<ヤクルト2-1巨人>◇29日◇静岡

 もったいない完投負けだった。巨人沢村拓一投手(25)は130球、1人で投げ抜いた。8回2失点。好投と言っていいのかも知れないが、敗因も沢村のプレーにあった。1回無死一塁では、バント処理からの悪送球でピンチを広げた。さらに7回、決勝点を奪われた場面も、先頭に四球を出し、暴投でピンチを広げた。独り相撲のように映った。

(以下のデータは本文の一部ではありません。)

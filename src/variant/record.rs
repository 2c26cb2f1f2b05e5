//! Variant records as delivered by the variant source
//!
//! A [`VariantRecord`] is one VCF-like row: a reference allele, its
//! alternative alleles and an optional declared type. Server-side aggregates
//! ("statistic" records) use the same shape with a `variations_count`.

use serde::{Deserialize, Serialize};
use std::fmt;
use std::str::FromStr;

/// Variant type as declared by the source or inferred from the alleles.
#[derive(Debug, Clone, PartialEq, Eq, Hash, Default)]
pub enum VariantType {
    Snv,
    Ins,
    Del,
    Inv,
    Dup,
    Bnd,
    /// Server-side aggregate of several variants
    Statistic,
    /// Any other declared type (e.g. `CNV`), kept verbatim
    Other(String),
    #[default]
    Unknown,
}

impl VariantType {
    /// Declared types whose junctions can be reconstructed
    pub fn is_reconstructable(&self) -> bool {
        matches!(
            self,
            VariantType::Inv | VariantType::Dup | VariantType::Del | VariantType::Bnd
        )
    }

    /// Offset added to the start of ins/del records so the drawn position
    /// skips the anchor base.
    pub fn translation(&self) -> u64 {
        match self {
            VariantType::Ins | VariantType::Del => 1,
            _ => 0,
        }
    }

    /// Short glyph used for non-structural variants.
    pub fn symbol(&self) -> String {
        match self {
            VariantType::Ins => "+".to_string(),
            VariantType::Del => "\u{2014}".to_string(),
            VariantType::Snv => "\u{2192}".to_string(),
            other => other.to_string(),
        }
    }

    pub fn is_unknown(&self) -> bool {
        matches!(self, VariantType::Unknown)
    }
}

impl FromStr for VariantType {
    type Err = std::convert::Infallible;

    fn from_str(s: &str) -> Result<Self, Self::Err> {
        let trimmed = s.trim();
        Ok(match trimmed.to_ascii_lowercase().as_str() {
            "" => VariantType::Unknown,
            "snv" | "snp" | "sub" => VariantType::Snv,
            "ins" => VariantType::Ins,
            "del" => VariantType::Del,
            "inv" => VariantType::Inv,
            "dup" => VariantType::Dup,
            "bnd" => VariantType::Bnd,
            "statistic" => VariantType::Statistic,
            _ => VariantType::Other(trimmed.to_string()),
        })
    }
}

impl fmt::Display for VariantType {
    fn fmt(&self, f: &mut fmt::Formatter<'_>) -> fmt::Result {
        match self {
            VariantType::Snv => write!(f, "snv"),
            VariantType::Ins => write!(f, "ins"),
            VariantType::Del => write!(f, "del"),
            VariantType::Inv => write!(f, "inv"),
            VariantType::Dup => write!(f, "dup"),
            VariantType::Bnd => write!(f, "bnd"),
            VariantType::Statistic => write!(f, "statistic"),
            VariantType::Other(s) => write!(f, "{}", s),
            VariantType::Unknown => Ok(()),
        }
    }
}

impl Serialize for VariantType {
    fn serialize<S: serde::Serializer>(&self, serializer: S) -> Result<S::Ok, S::Error> {
        serializer.serialize_str(&self.to_string())
    }
}

impl<'de> Deserialize<'de> for VariantType {
    fn deserialize<D: serde::Deserializer<'de>>(deserializer: D) -> Result<Self, D::Error> {
        let s = String::deserialize(deserializer)?;
        Ok(s.parse().unwrap_or_default())
    }
}

/// Genotype zygosity of the displayed sample.
#[derive(Debug, Clone, Copy, PartialEq, Eq, Hash, Default, Serialize, Deserialize)]
#[serde(rename_all = "lowercase")]
pub enum Zygosity {
    #[default]
    Unknown,
    Homozygous,
    Heterozygous,
}

impl Zygosity {
    /// Map a genotype organism type (`HOMOZYGOUS`, `HETEROZYGOUS`, ...) to zygosity.
    pub fn from_organism_type(organism_type: Option<&str>) -> Self {
        match organism_type.map(|s| s.to_ascii_lowercase()) {
            Some(s) if s.starts_with("homo") => Zygosity::Homozygous,
            Some(s) if s.starts_with("hetero") => Zygosity::Heterozygous,
            _ => Zygosity::Unknown,
        }
    }
}

/// Per-sample genotype details.
#[derive(Debug, Clone, PartialEq, Eq, Default, Serialize, Deserialize)]
#[serde(rename_all = "camelCase")]
pub struct GenotypeData {
    #[serde(default, skip_serializing_if = "Option::is_none")]
    pub organism_type: Option<String>,
    #[serde(default, skip_serializing_if = "Option::is_none")]
    pub genotype_string: Option<String>,
}

/// One variant row.
#[derive(Debug, Clone, PartialEq, Serialize, Deserialize)]
#[serde(rename_all = "camelCase")]
pub struct VariantRecord {
    #[serde(default, skip_serializing_if = "Option::is_none")]
    pub identifier: Option<String>,
    pub chromosome_id: u64,
    /// 1-based first position
    pub start_index: u64,
    /// 1-based last position (inclusive)
    pub end_index: u64,
    #[serde(default)]
    pub reference_allele: String,
    #[serde(default)]
    pub alternative_alleles: Vec<String>,
    #[serde(rename = "type", default, skip_serializing_if = "VariantType::is_unknown")]
    pub variant_type: VariantType,
    /// Declared structural by the source
    #[serde(default)]
    pub structural: bool,
    /// Count of variants behind a statistic record
    #[serde(default, skip_serializing_if = "Option::is_none")]
    pub variations_count: Option<u32>,
    #[serde(default, skip_serializing_if = "Option::is_none")]
    pub genotype_data: Option<GenotypeData>,
}

impl VariantRecord {
    /// Create a record with minimal required fields
    pub fn new(
        chromosome_id: u64,
        start_index: u64,
        end_index: u64,
        reference_allele: impl Into<String>,
        alternative_alleles: Vec<String>,
    ) -> Self {
        Self {
            identifier: None,
            chromosome_id,
            start_index,
            end_index,
            reference_allele: reference_allele.into(),
            alternative_alleles,
            variant_type: VariantType::Unknown,
            structural: false,
            variations_count: None,
            genotype_data: None,
        }
    }

    /// Create a single nucleotide variant
    pub fn snv(chromosome_id: u64, position: u64, reference: char, alternate: char) -> Self {
        Self::new(
            chromosome_id,
            position,
            position,
            reference.to_string(),
            vec![alternate.to_string()],
        )
        .with_type(VariantType::Snv)
    }

    /// Create a symbolic structural variant (`<INV>`, `<DEL>`, ...) spanning
    /// `start..=end`.
    pub fn symbolic(chromosome_id: u64, start: u64, end: u64, variant_type: VariantType) -> Self {
        let symbol = format!("<{}>", variant_type.to_string().to_ascii_uppercase());
        let mut record = Self::new(chromosome_id, start, end, "N", vec![symbol]);
        record.variant_type = variant_type;
        record.structural = true;
        record
    }

    /// Create a breakend record
    pub fn breakend(chromosome_id: u64, position: u64, reference: &str, alleles: &[&str]) -> Self {
        let mut record = Self::new(
            chromosome_id,
            position,
            position,
            reference,
            alleles.iter().map(|a| a.to_string()).collect(),
        );
        record.variant_type = VariantType::Bnd;
        record.structural = true;
        record
    }

    /// Create a server-side aggregate
    pub fn statistic(chromosome_id: u64, start: u64, end: u64, count: u32) -> Self {
        let mut record = Self::new(chromosome_id, start, end, "", Vec::new());
        record.variant_type = VariantType::Statistic;
        record.variations_count = Some(count);
        record
    }

    pub fn with_type(mut self, variant_type: VariantType) -> Self {
        self.variant_type = variant_type;
        self
    }

    pub fn with_genotype(mut self, organism_type: impl Into<String>) -> Self {
        self.genotype_data = Some(GenotypeData {
            organism_type: Some(organism_type.into()),
            genotype_string: None,
        });
        self
    }

    pub fn is_statistic(&self) -> bool {
        self.variant_type == VariantType::Statistic
    }

    pub fn zygosity(&self) -> Zygosity {
        Zygosity::from_organism_type(
            self.genotype_data
                .as_ref()
                .and_then(|g| g.organism_type.as_deref()),
        )
    }
}

/// Parameters identifying a variant to load and analyze.
#[derive(Debug, Clone, PartialEq, Eq, Default, Serialize, Deserialize)]
#[serde(rename_all = "camelCase")]
pub struct VariantRequest {
    #[serde(default, skip_serializing_if = "Option::is_none")]
    pub vcf_file_id: Option<u64>,
    #[serde(default)]
    pub open_by_url: bool,
    #[serde(default, skip_serializing_if = "Option::is_none")]
    pub file_url: Option<String>,
    #[serde(default, skip_serializing_if = "Option::is_none")]
    pub index_url: Option<String>,
    pub chromosome_id: u64,
    pub position: u64,
    #[serde(default, skip_serializing_if = "Option::is_none")]
    pub project_id: Option<u64>,
}

impl VariantRequest {
    pub fn new(vcf_file_id: u64, chromosome_id: u64, position: u64) -> Self {
        Self {
            vcf_file_id: Some(vcf_file_id),
            chromosome_id,
            position,
            ..Default::default()
        }
    }
}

 この日は打席の方でも痛い失敗があった。5回無死一、二塁のチャンス。3球続けて送りバントをファウルにした。小川を相手に最大のチャンスだっただけに、きちんと送れていれば試合の流れも変わるところだった。沢村も「反省しないといけない。前の試合でも失敗してるし、もっと練習します」と猛省した。攻守にわたって、この日のキーマンは沢村だった。

 原監督も沢村のピッチングには合格点を出しながらも、バント処理やバント失敗には「その辺のところは言われても仕方がない」とした。さらに、同点に追いついた後の投球に関して「勝負どころでいかに沢村拓一を出せるか。勝負という点では、それが大事になってくる」と要望を出した。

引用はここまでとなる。